A mass spectrum analysis method is an analysis method for ionizing material particles (atoms or molecules) into ions, arranging them according to spatial position, time sequence or the like by a suitable stable or changeable electrical field or magnetic field to obtain a charge-to-mass ratio separation, and detecting their intensity for quantitative and qualitative analysis. As the mass spectrum analysis method detects the material particles directly and has characteristics of high sensitivity, high resolution, high flux and high applicability, the mass spectrometer and the mass spectrometric technique is significant in the modern science and technology. With the development of sciences, such as life science, environment science and medical science, and due to the requirements of food security, national security and international anti-terrorism, the mass spectrometer has been one of analyzers in the fastest-growing demand. Especially, when the chromatography-mass spectrometry linked technique and relevant instruments appear, they become very popular and even indispensable in the above fields since they have high separation function and high detection sensitivity to a complex matrix.
A mass analyzer is a component of mass spectrometer and used for separation of ions according to the mass to charge ratio. An ion trap is an important mass analyzer and has a principle of first storing ions in a trap and then separating the ions for detection. As compared with a mass analyzer without an ion trap, a mass analyzer with an ion trap can store ions, so an MSn operation (mass spectrometric operation) can be performed in the mass analyzer with an ion trap.

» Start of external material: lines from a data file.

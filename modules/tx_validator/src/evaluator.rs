//! Script evaluation seam
//!
//! The ledger never runs Plutus itself. An evaluator reports the execution units each
//! redeemer actually needs; the validator checks them against the declared budgets and
//! prices them into the minimum fee.

use anyhow::Result;
use async_trait::async_trait;
use emulator_common::{Redeemer, Transaction, TxOutput, UTxOIdentifier};

#[async_trait]
pub trait Evaluator: Send + Sync {
    /// Evaluate every script of `tx`, given the resolved spent inputs and reference inputs.
    /// Returns the redeemers with the units actually consumed. An error means a script
    /// failed.
    async fn evaluate(
        &self,
        tx: &Transaction,
        resolved: &[(UTxOIdentifier, TxOutput)],
    ) -> Result<Vec<Redeemer>>;
}

/// Trusts the declared budgets: every redeemer is reported as consuming exactly what it
/// declares
#[derive(Debug, Default, Clone, Copy)]
pub struct DeclaredBudgetEvaluator;

#[async_trait]
impl Evaluator for DeclaredBudgetEvaluator {
    async fn evaluate(
        &self,
        tx: &Transaction,
        _resolved: &[(UTxOIdentifier, TxOutput)],
    ) -> Result<Vec<Redeemer>> {
        Ok(tx.witnesses.redeemers.clone())
    }
}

An ion trap has various structure like a traditional 3D ion trap, a linear ion trap made by an American company and a rectangular ion trap invented by a doctor in US, wherein the rectangular ion trap can overcome problems about small capacity of ion storage in the traditional 3D ion trap, high process complexity for the linear ion trap and so on.
An operation mode of an ion trap can be divided into two phases: an ion injection storage phase and an ion separation detection phase. In the ion injection storage phase, it requires ions as much as possible within a unit time, thereby obtaining an ion detection signal with high intensity.

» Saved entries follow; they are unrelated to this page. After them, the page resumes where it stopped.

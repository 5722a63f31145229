//! DRep (Delegated Representative) types and structures

use crate::{
    address::Credential, asset::Lovelace, cbor::rational_cbor_codec, hash::KeyHash,
    rational_number::RationalNumber, types::Epoch,
};
use serde_with::{hex::Hex, serde_as};
use std::fmt;

pub type DRepCredential = Credential;

/// Anchor - verifiable link on-chain identifiers with off-chain content,
/// typically metadata that describes a DRep's identity, platform, or governance
/// philosophy.
#[serde_as]
#[derive(Default, Debug, Clone, Eq, PartialEq, serde::Serialize, serde::Deserialize)]
pub struct Anchor {
    /// Metadata URL
    pub url: String,

    /// Metadata hash
    #[serde_as(as = "Hex")]
    pub data_hash: Vec<u8>,
}

impl Anchor {
    pub fn new(url: &str, data_hash: &[u8]) -> Self {
        Self {
            url: url.to_string(),
            data_hash: data_hash.to_vec(),
        }
    }
}

impl<C> minicbor::Encode<C> for Anchor {
    fn encode<W: minicbor::encode::Write>(
        &self,
        e: &mut minicbor::Encoder<W>,
        _ctx: &mut C,
    ) -> Result<(), minicbor::encode::Error<W::Error>> {
        e.array(2)?.str(&self.url)?.bytes(&self.data_hash)?;
        Ok(())
    }
}

/// DRep Record - the state of a DRep in the ledger
#[derive(Debug, Clone, PartialEq, Eq, serde::Serialize, serde::Deserialize)]
pub struct DRepRecord {
    /// Deposit amount in lovelace
    pub deposit: Lovelace,

    /// Optional anchor (metadata reference)
    pub anchor: Option<Anchor>,

    /// Last epoch the DRep registered, updated or voted
    pub last_active: Epoch,

    /// Cleared by deregistration and by the idle sweep
    pub registered: bool,

    /// `last_active + drep_activity`
    pub expiry: Epoch,
}

impl DRepRecord {
    pub fn new(deposit: Lovelace, anchor: Option<Anchor>, epoch: Epoch, activity: u32) -> Self {
        Self {
            deposit,
            anchor,
            last_active: epoch,
            registered: true,
            expiry: epoch + activity as u64,
        }
    }

    pub fn touch(&mut self, epoch: Epoch, activity: u32) {
        self.last_active = epoch;
        self.expiry = epoch + activity as u64;
    }
}

/// DRepChoice (=CDDL drep, badly named)
#[derive(
    Debug,
    Clone,
    Copy,
    Eq,
    PartialEq,
    PartialOrd,
    Ord,
    Hash,
    serde::Serialize,
    serde::Deserialize,
    minicbor::Encode,
)]
pub enum DRepChoice {
    /// Address key
    #[n(0)]
    Key(#[n(0)] KeyHash),

    /// Script key
    #[n(1)]
    Script(#[n(0)] KeyHash),

    /// Abstain
    #[n(2)]
    Abstain,

    /// No confidence
    #[n(3)]
    NoConfidence,
}

impl DRepChoice {
    /// Credential of a registered-DRep choice; the two predefined choices have none
    pub fn credential(&self) -> Option<DRepCredential> {
        match self {
            DRepChoice::Key(hash) => Some(Credential::AddrKeyHash(*hash)),
            DRepChoice::Script(hash) => Some(Credential::ScriptHash(*hash)),
            DRepChoice::Abstain | DRepChoice::NoConfidence => None,
        }
    }
}

impl From<DRepCredential> for DRepChoice {
    fn from(credential: DRepCredential) -> Self {
        match credential {
            Credential::AddrKeyHash(hash) => DRepChoice::Key(hash),
            Credential::ScriptHash(hash) => DRepChoice::Script(hash),
        }
    }
}

impl fmt::Display for DRepChoice {
    fn fmt(&self, f: &mut fmt::Formatter<'_>) -> fmt::Result {
        match self {
            DRepChoice::Key(hash) => write!(f, "drep-key:{hash}"),
            DRepChoice::Script(hash) => write!(f, "drep-script:{hash}"),
            DRepChoice::Abstain => f.write_str("abstain"),
            DRepChoice::NoConfidence => f.write_str("no-confidence"),
        }
    }
}

/// DRep voting thresholds for governance actions
#[derive(Default, serde::Serialize, serde::Deserialize, Debug, PartialEq, Eq, Clone, minicbor::Encode)]
pub struct DRepVotingThresholds {
    #[cbor(n(0), encode_with = "rational_cbor_codec::encode")]
    pub motion_no_confidence: RationalNumber,
    #[cbor(n(1), encode_with = "rational_cbor_codec::encode")]
    pub committee_normal: RationalNumber,
    #[cbor(n(2), encode_with = "rational_cbor_codec::encode")]
    pub committee_no_confidence: RationalNumber,
    #[cbor(n(3), encode_with = "rational_cbor_codec::encode")]
    pub update_constitution: RationalNumber,
    #[cbor(n(4), encode_with = "rational_cbor_codec::encode")]
    pub hard_fork_initiation: RationalNumber,
    #[cbor(n(5), encode_with = "rational_cbor_codec::encode")]
    pub pp_network_group: RationalNumber,
    #[cbor(n(6), encode_with = "rational_cbor_codec::encode")]
    pub pp_economic_group: RationalNumber,
    #[cbor(n(7), encode_with = "rational_cbor_codec::encode")]
    pub pp_technical_group: RationalNumber,
    #[cbor(n(8), encode_with = "rational_cbor_codec::encode")]
    pub pp_governance_group: RationalNumber,
    #[cbor(n(9), encode_with = "rational_cbor_codec::encode")]
    pub treasury_withdrawal: RationalNumber,
}

impl DRepVotingThresholds {
    /// Conway mainnet values
    pub fn mainnet() -> Self {
        Self {
            motion_no_confidence: RationalNumber::new(67, 100),
            committee_normal: RationalNumber::new(67, 100),
            committee_no_confidence: RationalNumber::new(3, 5),
            update_constitution: RationalNumber::new(3, 4),
            hard_fork_initiation: RationalNumber::new(3, 5),
            pp_network_group: RationalNumber::new(67, 100),
            pp_economic_group: RationalNumber::new(67, 100),
            pp_technical_group: RationalNumber::new(67, 100),
            pp_governance_group: RationalNumber::new(3, 4),
            treasury_withdrawal: RationalNumber::new(67, 100),
        }
    }
}

/// Stake pool voting thresholds
#[derive(Default, serde::Serialize, serde::Deserialize, Debug, PartialEq, Eq, Clone, minicbor::Encode)]
pub struct PoolVotingThresholds {
    #[cbor(n(0), encode_with = "rational_cbor_codec::encode")]
    pub motion_no_confidence: RationalNumber,
    #[cbor(n(1), encode_with = "rational_cbor_codec::encode")]
    pub committee_normal: RationalNumber,
    #[cbor(n(2), encode_with = "rational_cbor_codec::encode")]
    pub committee_no_confidence: RationalNumber,
    #[cbor(n(3), encode_with = "rational_cbor_codec::encode")]
    pub hard_fork_initiation: RationalNumber,
    #[cbor(n(4), encode_with = "rational_cbor_codec::encode")]
    pub security_voting_threshold: RationalNumber,
}

impl PoolVotingThresholds {
    pub fn mainnet() -> Self {
        Self {
            motion_no_confidence: RationalNumber::new(51, 100),
            committee_normal: RationalNumber::new(51, 100),
            committee_no_confidence: RationalNumber::new(51, 100),
            hard_fork_initiation: RationalNumber::new(51, 100),
            security_voting_threshold: RationalNumber::new(51, 100),
        }
    }
}

#[cfg(test)]
mod tests {
    use super::*;
    use crate::hash::Hash;

    #[test]
    fn touching_moves_expiry() {
        let mut record = DRepRecord::new(500, None, 3, 20);
        assert_eq!(record.expiry, 23);
        record.touch(10, 20);
        assert_eq!(record.last_active, 10);
        assert_eq!(record.expiry, 30);
    }

    #[test]
    fn predefined_choices_have_no_credential() {
        assert!(DRepChoice::Abstain.credential().is_none());
        assert!(DRepChoice::NoConfidence.credential().is_none());
        let key = Credential::AddrKeyHash(Hash::new([4; 28]));
        assert_eq!(DRepChoice::from(key).credential(), Some(key));
    }
}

An operation mode of a rectangular ion trap in the ion injection storage phase is provided as follows: an ion (with positive charge, for example) having a certain speed enters the ion trap via a central hole or gap of a front end cover (in this stage, the front end cover is negatively charged to attract the ion with positive charge, so that the ion with positive charge enters the ion trap), and moves at a high speed under the effect of a radio frequency electrical field;
when the ion with positive charge moves close to a rear end cover, the rear end cover (in this stage the rear end cover is positively charged) repels the ion with positive charge to a center of the ion trap; when the ion with positive charge moves from the center of the ion trap to the front end cover, due to the attraction of the front end cover, the ion with positive charge is generally drawn out of the ion trap and impacted on an electrode sheet when it enters the ion trap once again, so buffer gas is generally injected into the ion trap and used to impact the ion with positive charge so as to reduce the kinetic energy of the ion with positive charge; accordingly, it can reduce the possibility of the ion with positive charge entering the ion trap and then drawn out.

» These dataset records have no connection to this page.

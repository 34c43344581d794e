//! Twiddle factor generation.
//!
//! A [`TwiddleTable`] for a transform of length `N` stores the `N/radix` roots of unity
//! `exp(∓2πi·m/N)` for `m` in `0..N/radix`. Butterflies need exponents up to `3N/4` for radix 4
//! and up to `N/2` for radix 2; those are served from the stored roots combined with an exact
//! rotation by `exp(∓2πi/radix)`, so no extra storage or rounding is involved.
use std::f64::consts::PI;

use num_complex::Complex64;
use num_traits::One;

use crate::error::FftError;
use crate::planner::{Direction, Radix};

/// Pre-computed roots of unity for one `(length, radix, direction)` triple.
///
/// Immutable after construction and safe to share between threads.
#[derive(Debug, Clone, PartialEq)]
pub struct TwiddleTable {
    fft_len: usize,
    radix: Radix,
    direction: Direction,
    roots: Vec<Complex64>,
}

impl TwiddleTable {
    /// Build the table for a transform of `fft_len` samples.
    ///
    /// # Errors
    ///
    /// Returns [`FftError::InvalidLength`] if `fft_len` is zero or not a power of `radix`.
    pub fn new(fft_len: usize, radix: Radix, direction: Direction) -> Result<Self, FftError> {
        radix.stages(fft_len).ok_or(FftError::InvalidLength {
            len: fft_len,
            radix: radix.value(),
        })?;

        let count = fft_len / radix.value();
        let angle_mult = direction.sign() * 2.0 * PI / fft_len as f64;
        let roots = (0..count)
            .map(|m| {
                let (sin, cos) = (angle_mult * m as f64).sin_cos();
                Complex64::new(cos, sin)
            })
            .collect();

        Ok(Self {
            fft_len,
            radix,
            direction,
            roots,
        })
    }

    /// `exp(∓2πi·m/N)` for any exponent `m < N`.
    #[inline]
    pub fn get(&self, m: usize) -> Complex64 {
        debug_assert!(m < self.fft_len);
        if m == 0 {
            return Complex64::one();
        }

        let count = self.roots.len();
        let (turns, rem) = (m / count, m % count);
        let w = self.roots[rem];
        match self.radix {
            Radix::Two if turns % 2 == 1 => -w,
            Radix::Two => w,
            Radix::Four => match turns % 4 {
                0 => w,
                1 => quarter_turn(w, self.direction),
                2 => -w,
                _ => -quarter_turn(w, self.direction),
            },
        }
    }

    /// The stored roots, indexed `0..N/radix`.
    pub fn as_slice(&self) -> &[Complex64] {
        &self.roots
    }

    /// Length of the transform this table was built for.
    pub fn fft_len(&self) -> usize {
        self.fft_len
    }

    pub fn radix(&self) -> Radix {
        self.radix
    }

    pub fn direction(&self) -> Direction {
        self.direction
    }
}

/// Multiply `z` by `exp(∓iπ/2)`, i.e. by `-i` for the forward direction and `+i` for the inverse.
#[inline]
pub(crate) fn quarter_turn(z: Complex64, direction: Direction) -> Complex64 {
    match direction {
        Direction::Forward => Complex64::new(z.im, -z.re),
        Direction::Inverse => Complex64::new(-z.im, z.re),
    }
}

However, when the buffer gas is less, it is not enough to reduce the kinetic energy of the ion with positive charge, and hence the number of ions with positive charge out of the ion trap is largely increased; but if the buffer gas is too much, although it can store more ions with positive charge within a unit time, it destroys the basic requirement of the detection system on the vacuum degree and affects the operation of the ion separation detection in the next phase. Accordingly, it generally injects a balanced flow rate of buffer gas to balance both the ion injection and the ion detection, but either the ion injection or the ion detection is hard to reach to a high property.
According to experiments and simulations, it shows that the rectangular ion trap in the prior art has a phenomenon that an ion enters the ion trap and then gets out of the ion trap in the ion injection storage phase. The phenomenon reduces the number of ions in storage within a unit time and affects detection effect, particularly the detection on a low abundance of ions, but a characteristic component in a complex sample is generally an ion in a low abundance. At present, the detection on a characteristic component in a complex sample tends to accurately detect the characteristic component in the complex sample quantitatively and qualitatively.
In U.S. Pat. No. 6,838,666, a new geometry ion trap and its use as a mass spectrometer is described. The ion traps can be combined linearly and in parallel to form systems for mass storage, analysis, fragmentation, separation, etc. of ions. The ion trap has a simple rectilinear geometry with a high trapping capacity. It can be operated to provide mass analysis in the mass-selective instability mode as well as the mass-selective stability mode. Arrays of multiple ion traps allow combinations of multiple gas-phase processes to be applied to the trapped ions to achieve high sensitivity, high selectivity and/or higher throughput in the process of ion analysis.